Autosomal recessive congenital ichthyosis is a heterogenous group of rare genetic disorders characterized by abnormal scaling and erythema. These disorders are caused by variants in 14 genes, including NIPAL4 and PNPLA1. In this study, we retrospectively analyzed the clinical characteristics and treatment response to biologics in Dutch patients with NIPAL4 and PNPLA1 variants. We performed deep-phenotyping and analyzed effect of off-label secukinumab (anti-IL17A) and dupilumab (anti-IL4/IL13) using patient and investigator reported outcome measures. We report 5 unrelated patients with 3 different NIPAL4 variants including 1 novel. Seven patients from 4 families displayed 3 different PNPLA1 variants, one with an additional variant in FLG. Both cohorts showed scaling (n=12), erythroderma (n=5), palmoplantar keratoderma (n=6) and collodion membrane at birth (n=4).
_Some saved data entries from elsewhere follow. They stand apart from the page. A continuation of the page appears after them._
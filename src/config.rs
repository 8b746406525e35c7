use std::sync::atomic::{AtomicBool, Ordering};
use std::sync::Arc;

use crate::time::Timestamp;

// half-open [start, end)
#[derive(Clone, Copy, Debug, Default)]
pub struct TimeRange {
    pub start: Option<Timestamp>,
    pub end: Option<Timestamp>,
}

impl TimeRange {
    pub fn new(start: Option<Timestamp>, end: Option<Timestamp>) -> Self {
        Self { start, end }
    }
}

#[derive(Clone, Copy, Debug, PartialEq, Eq, Default)]
pub enum SchemaChangePolicy {
    Error,
    #[default]
    NewChunk,
}

type MetricFilter = Arc<dyn Fn(&str) -> bool + Send + Sync>;

#[derive(Clone, Default)]
pub struct ReaderConfig {
    pub(crate) time_range: Option<TimeRange>,
    pub(crate) metric_filter: Option<MetricFilter>,
    pub(crate) on_schema_change: SchemaChangePolicy,
}

impl ReaderConfig {
    pub fn new() -> Self {
        Self::default()
    }

    pub fn with_time_range(mut self, range: TimeRange) -> Self {
        self.time_range = Some(range);
        self
    }

    // filtered-out metrics still consume their column in the decoder
    pub fn with_metric_filter<F>(mut self, filter: F) -> Self
    where
        F: Fn(&str) -> bool + Send + Sync + 'static,
    {
        self.metric_filter = Some(Arc::new(filter));
        self
    }

    pub fn with_schema_change_policy(mut self, policy: SchemaChangePolicy) -> Self {
        self.on_schema_change = policy;
        self
    }
}

#[derive(Clone, Default)]
pub struct CancellationToken(Arc<AtomicBool>);

impl CancellationToken {
    pub fn new() -> Self {
        Self(Arc::new(AtomicBool::new(false)))
    }

    pub fn cancel(&self) {
        self.0.store(true, Ordering::SeqCst);
    }

    pub fn is_cancelled(&self) -> bool {
        self.0.load(Ordering::SeqCst)
    }
}
// hand-rolled instead of pulling in a BSON crate: those dedupe keys on
// decode, and the delta stream is encoded against the producer's exact,
// ordered, duplicates-included element sequence
use crate::error::{Error, Result};

#[derive(Debug, Clone, PartialEq)]
pub enum Value {
    Double(f64),
    String(String),
    Document(Document),
    Array(Document),
    Binary { subtype: u8, bytes: Vec<u8> },
    ObjectId([u8; 12]),
    Boolean(bool),
    DateTime(i64),
    Null,
    Regex(String, String),
    Int32(i32),
    Timestamp { seconds: u32, increment: u32 },
    Int64(i64),
    Decimal128([u8; 16]),
    MinKey,
    MaxKey,
    JavaScript(String),
}

#[derive(Debug, Clone, Default, PartialEq)]
pub struct Document {
    elements: Vec<(String, Value)>,
}

impl Document {
    pub fn from_elements(elements: Vec<(String, Value)>) -> Self {
        Self { elements }
    }

    pub fn elements(&self) -> &[(String, Value)] {
        &self.elements
    }

    pub fn len(&self) -> usize {
        self.elements.len()
    }

    pub fn is_empty(&self) -> bool {
        self.elements.is_empty()
    }

    pub fn get(&self, key: &str) -> Option<&Value> {
        self.elements.iter().find(|(k, _)| k == key).map(|(_, v)| v)
    }
}

pub fn parse_document(bytes: &[u8]) -> Result<Document> {
    let mut cursor = Cursor { buf: bytes, pos: 0 };
    let doc = parse_doc_body(&mut cursor)?;
    if cursor.pos != bytes.len() {
        return Err(Error::MalformedBson(format!(
            "{} trailing byte(s) after top-level document",
            bytes.len() - cursor.pos
        )));
    }
    Ok(doc)
}

struct Cursor<'a> {
    buf: &'a [u8],
    pos: usize,
}

impl<'a> Cursor<'a> {
    fn remaining(&self) -> usize {
        self.buf.len() - self.pos
    }

    fn take(&mut self, n: usize) -> Result<&'a [u8]> {
        if self.remaining() < n {
            return Err(Error::MalformedBson(
                "unexpected end of document".to_string(),
            ));
        }
        let slice = &self.buf[self.pos..self.pos + n];
        self.pos += n;
        Ok(slice)
    }

    fn read_u8(&mut self) -> Result<u8> {
        Ok(self.take(1)?[0])
    }

    fn read_i32(&mut self) -> Result<i32> {
        Ok(i32::from_le_bytes(self.take(4)?.try_into().unwrap()))
    }

    fn read_u32(&mut self) -> Result<u32> {
        Ok(u32::from_le_bytes(self.take(4)?.try_into().unwrap()))
    }

    fn read_i64(&mut self) -> Result<i64> {
        Ok(i64::from_le_bytes(self.take(8)?.try_into().unwrap()))
    }

    fn read_f64(&mut self) -> Result<f64> {
        Ok(f64::from_le_bytes(self.take(8)?.try_into().unwrap()))
    }

    fn read_cstring(&mut self) -> Result<String> {
        let start = self.pos;
        while self.pos < self.buf.len() && self.buf[self.pos] != 0 {
            self.pos += 1;
        }
        if self.pos >= self.buf.len() {
            return Err(Error::MalformedBson("unterminated key".to_string()));
        }
        let s = std::str::from_utf8(&self.buf[start..self.pos])
            .map_err(|_| Error::MalformedBson("key is not valid UTF-8".to_string()))?
            .to_owned();
        self.pos += 1; // skip the NUL
        Ok(s)
    }

    fn read_bson_string(&mut self) -> Result<String> {
        let len = self.read_i32()?;
        if len < 1 {
            return Err(Error::MalformedBson(format!("invalid string length {len}")));
        }
        let bytes = self.take(len as usize)?;
        if bytes[bytes.len() - 1] != 0 {
            return Err(Error::MalformedBson(
                "string is missing its trailing NUL".to_string(),
            ));
        }
        std::str::from_utf8(&bytes[..bytes.len() - 1])
            .map(str::to_owned)
            .map_err(|_| Error::MalformedBson("string is not valid UTF-8".to_string()))
    }
}

fn parse_doc_body(cursor: &mut Cursor) -> Result<Document> {
    let start = cursor.pos;
    let declared_len = cursor.read_i32()?;
    if declared_len < 5 {
        return Err(Error::MalformedBson(format!(
            "document length {declared_len} is too small"
        )));
    }
    let end = start + declared_len as usize;
    if end > cursor.buf.len() {
        return Err(Error::MalformedBson(
            "nested document runs past the end of its parent".to_string(),
        ));
    }

    let mut elements = Vec::new();
    loop {
        if cursor.pos >= end {
            return Err(Error::MalformedBson(
                "document is missing its NUL terminator".to_string(),
            ));
        }
        let type_byte = cursor.read_u8()?;
        if type_byte == 0x00 {
            break;
        }
        let key = cursor.read_cstring()?;
        let value = parse_value(cursor, type_byte)?;
        elements.push((key, value));
    }

    if cursor.pos != end {
        return Err(Error::MalformedBson(
            "document terminator was not the final byte".to_string(),
        ));
    }

    Ok(Document { elements })
}

fn parse_value(cursor: &mut Cursor, type_byte: u8) -> Result<Value> {
    Ok(match type_byte {
        0x01 => Value::Double(cursor.read_f64()?),
        0x02 => Value::String(cursor.read_bson_string()?),
        0x03 => Value::Document(parse_doc_body(cursor)?),
        0x04 => Value::Array(parse_doc_body(cursor)?),
        0x05 => {
            let len = cursor.read_i32()?;
            if len < 0 {
                return Err(Error::MalformedBson(format!("invalid binary length {len}")));
            }
            let subtype = cursor.read_u8()?;
            let bytes = cursor.take(len as usize)?.to_vec();
            Value::Binary { subtype, bytes }
        }
        0x07 => Value::ObjectId(cursor.take(12)?.try_into().unwrap()),
        0x08 => Value::Boolean(cursor.read_u8()? != 0),
        0x09 => Value::DateTime(cursor.read_i64()?),
        0x0A => Value::Null,
        0x0B => {
            let pattern = cursor.read_cstring()?;
            let options = cursor.read_cstring()?;
            Value::Regex(pattern, options)
        }
        0x0D => Value::JavaScript(cursor.read_bson_string()?),
        0x10 => Value::Int32(cursor.read_i32()?),
        0x11 => {
            // On-disk order is (increment, seconds); see the BSON spec's Timestamp type.
            let increment = cursor.read_u32()?;
            let seconds = cursor.read_u32()?;
            Value::Timestamp { seconds, increment }
        }
        0x12 => Value::Int64(cursor.read_i64()?),
        0x13 => Value::Decimal128(cursor.take(16)?.try_into().unwrap()),
        0xFF => Value::MinKey,
        0x7F => Value::MaxKey,
        other => {
            return Err(Error::MalformedBson(format!(
                "unsupported BSON element type 0x{other:02x}"
            )))
        }
    })
}

#[cfg(test)]
mod tests {
    use super::*;

    fn cstring(s: &str) -> Vec<u8> {
        let mut out = s.as_bytes().to_vec();
        out.push(0);
        out
    }

    fn wrap_document(mut body: Vec<u8>) -> Vec<u8> {
        body.push(0x00);
        let len = (body.len() + 4) as i32;
        let mut out = len.to_le_bytes().to_vec();
        out.extend(body);
        out
    }

    #[test]
    fn parses_empty_document() {
        let bytes = wrap_document(vec![]);
        let doc = parse_document(&bytes).unwrap();
        assert!(doc.is_empty());
    }

    #[test]
    fn parses_int32_element() {
        let mut body = vec![0x10];
        body.extend(cstring("x"));
        body.extend(5i32.to_le_bytes());
        let bytes = wrap_document(body);
        let doc = parse_document(&bytes).unwrap();
        assert_eq!(doc.elements(), &[("x".to_string(), Value::Int32(5))]);
    }

    #[test]
    fn preserves_duplicate_keys() {
        let mut body = vec![0x10];
        body.extend(cstring("a"));
        body.extend(3i32.to_le_bytes());
        body.push(0x10);
        body.extend(cstring("a"));
        body.extend(4i32.to_le_bytes());
        let bytes = wrap_document(body);
        let doc = parse_document(&bytes).unwrap();
        assert_eq!(doc.len(), 2);
        assert_eq!(doc.elements()[0], ("a".to_string(), Value::Int32(3)));
        assert_eq!(doc.elements()[1], ("a".to_string(), Value::Int32(4)));
    }

    #[test]
    fn parses_nested_document_and_array() {
        let mut inner = vec![0x10];
        inner.extend(cstring("0"));
        inner.extend(1i32.to_le_bytes());
        let inner = wrap_document(inner);

        let mut body = vec![0x04];
        body.extend(cstring("arr"));
        body.extend(&inner); // the array's own length-prefixed body
        let bytes = wrap_document(body);

        let doc = parse_document(&bytes).unwrap();
        match &doc.elements()[0].1 {
            Value::Array(arr) => {
                assert_eq!(arr.elements(), &[("0".to_string(), Value::Int32(1))]);
            }
            other => panic!("expected array, got {other:?}"),
        }
    }

    #[test]
    fn parses_timestamp_as_seconds_and_increment() {
        let mut body = vec![0x11];
        body.extend(cstring("op"));
        body.extend(7u32.to_le_bytes()); // increment first on the wire
        body.extend(42u32.to_le_bytes()); // then seconds
        let bytes = wrap_document(body);
        let doc = parse_document(&bytes).unwrap();
        assert_eq!(
            doc.elements()[0].1,
            Value::Timestamp { seconds: 42, increment: 7 }
        );
    }

    #[test]
    fn rejects_mismatched_length_prefix() {
        let mut bytes = wrap_document(vec![]);
        bytes[0] = 0xFF; // corrupt the declared length
        assert!(parse_document(&bytes).is_err());
    }

    #[test]
    fn rejects_string_missing_trailing_nul() {
        let mut body = vec![0x02];
        body.extend(cstring("s"));
        body.extend(2i32.to_le_bytes());
        body.extend(b"ab"); // no trailing NUL
        let bytes = wrap_document(body);
        let err = parse_document(&bytes).unwrap_err();
        assert!(matches!(err, Error::MalformedBson(_)));
    }

    #[test]
    fn rejects_trailing_bytes_after_document() {
        let mut bytes = wrap_document(vec![]);
        bytes.push(0xAA);
        assert!(parse_document(&bytes).is_err());
    }
}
We observed remarkable phenotypic variability between two brothers with identical homozygous PNPLA1 variants. Treatment with secukinumab (NIPAL4 n=3) showed initial improvement in IGA and IASI after 8 weeks in all patients, but in 2/3 patients relapse was seen and treatment was discontinued. Dupilumab (PNPLA1) showed improvement of NRS itch in 2/2 patients. This study demonstrates a heterogeneous clinical spectrum of NIPAL4 and PNPLA1 variants. There is no genotype/phenotype correlation. The varying effects of secukinumab in NIPAL4 variants support the hypothesis that IL-17 pathway is not the only factor involved in ichthyosis and that i.e. skin microbiome or (epi-)genetics and environment might be involved. Dupilumab is an option in case of a heavy itch.